• **Exercise aim**: Across the entries that follow, work out the number of lines containing the string "BufReader", and state it alone.

Stored items
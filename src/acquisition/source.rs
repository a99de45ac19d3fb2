use std::fs::File;
use std::io::BufReader;
use std::path::Path;
use std::thread::JoinHandle;

use crossbeam_channel::{Receiver, bounded};
use hound::WavReader;

use crate::pipeline::Scaling;

/// Acquisition collaborator: hands out one raw unsigned sample code per
/// call, `None` when the stream ends.
pub trait SampleSource: Send {
    fn next_code(&mut self) -> Option<u16>;
}

/// In-memory source for tests and synthetic signals.
pub struct VecSource {
    codes: Vec<u16>,
    position: usize,
}

impl VecSource {
    pub fn new(codes: Vec<u16>) -> Self {
        Self { codes, position: 0 }
    }
}

impl SampleSource for VecSource {
    fn next_code(&mut self) -> Option<u16> {
        let code = self.codes.get(self.position).copied();
        if code.is_some() {
            self.position += 1;
        }
        code
    }
}

/// WAV-file source, quantizing samples to acquisition codes.
///
/// Samples are mapped from [-1, 1] to the unipolar code range the way an
/// ADC with a mid-scale bias would see them. Multi-channel files are
/// reduced to their first channel.
pub struct WavSource {
    codes: Vec<u16>,
    position: usize,
    sample_rate: u32,
}

impl WavSource {
    pub fn open<P: AsRef<Path>>(path: P, scaling: Scaling) -> anyhow::Result<Self> {
        let reader = WavReader::open(path.as_ref())?;
        let spec = reader.spec();
        let channels = spec.channels as usize;
        let sample_rate = spec.sample_rate;

        let samples = Self::read_samples(reader, &spec)?;
        let full_scale = scaling.input_full_scale() as f32;
        let codes = samples
            .iter()
            .step_by(channels)
            .map(|&s| {
                let unit = (s.clamp(-1.0, 1.0) + 1.0) / 2.0;
                (unit * full_scale) as u16
            })
            .collect();

        Ok(Self {
            codes,
            position: 0,
            sample_rate,
        })
    }

    fn read_samples(
        mut reader: WavReader<BufReader<File>>,
        spec: &hound::WavSpec,
    ) -> anyhow::Result<Vec<f32>> {
        let samples = match spec.sample_format {
            hound::SampleFormat::Float => reader.samples::<f32>().collect::<Result<Vec<_>, _>>()?,
            hound::SampleFormat::Int => {
                // 1 << 31 overflows i32 for 32-bit PCM; shift in 64 bits.
                let max_val = (1_i64 << (spec.bits_per_sample - 1)) as f32;
                reader
                    .samples::<i32>()
                    .map(|s| s.map(|v| v as f32 / max_val))
                    .collect::<Result<Vec<_>, _>>()?
            }
        };
        Ok(samples)
    }

    pub fn sample_rate(&self) -> u32 {
        self.sample_rate
    }

    pub fn len(&self) -> usize {
        self.codes.len()
    }

    pub fn is_empty(&self) -> bool {
        self.codes.is_empty()
    }
}

impl SampleSource for WavSource {
    fn next_code(&mut self) -> Option<u16> {
        let code = self.codes.get(self.position).copied();
        if code.is_some() {
            self.position += 1;
        }
        code
    }
}

/// Source fed by a producer thread through a depth-1 bounded channel.
///
/// The channel alternative to `SampleMailbox`: the producer blocks instead
/// of overwriting, so no code is ever dropped. The producer thread ends
/// when its iterator does, which closes the channel and ends the source.
pub struct ThreadedSource {
    rx: Receiver<u16>,
    handle: Option<JoinHandle<()>>,
}

impl ThreadedSource {
    pub fn spawn<I>(codes: I) -> Self
    where
        I: IntoIterator<Item = u16> + Send + 'static,
        I::IntoIter: Send,
    {
        let (tx, rx) = bounded(1);
        let handle = std::thread::spawn(move || {
            for code in codes {
                if tx.send(code).is_err() {
                    log::warn!("Sample receiver dropped");
                    break;
                }
            }
        });
        Self {
            rx,
            handle: Some(handle),
        }
    }
}

impl SampleSource for ThreadedSource {
    fn next_code(&mut self) -> Option<u16> {
        self.rx.recv().ok()
    }
}

impl Drop for ThreadedSource {
    fn drop(&mut self) {
        // Unblock the producer, then reap it.
        let (_, dead_rx) = bounded(0);
        self.rx = dead_rx;
        if let Some(handle) = self.handle.take() {
            let _ = handle.join();
        }
    }
}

• **Reply**: 2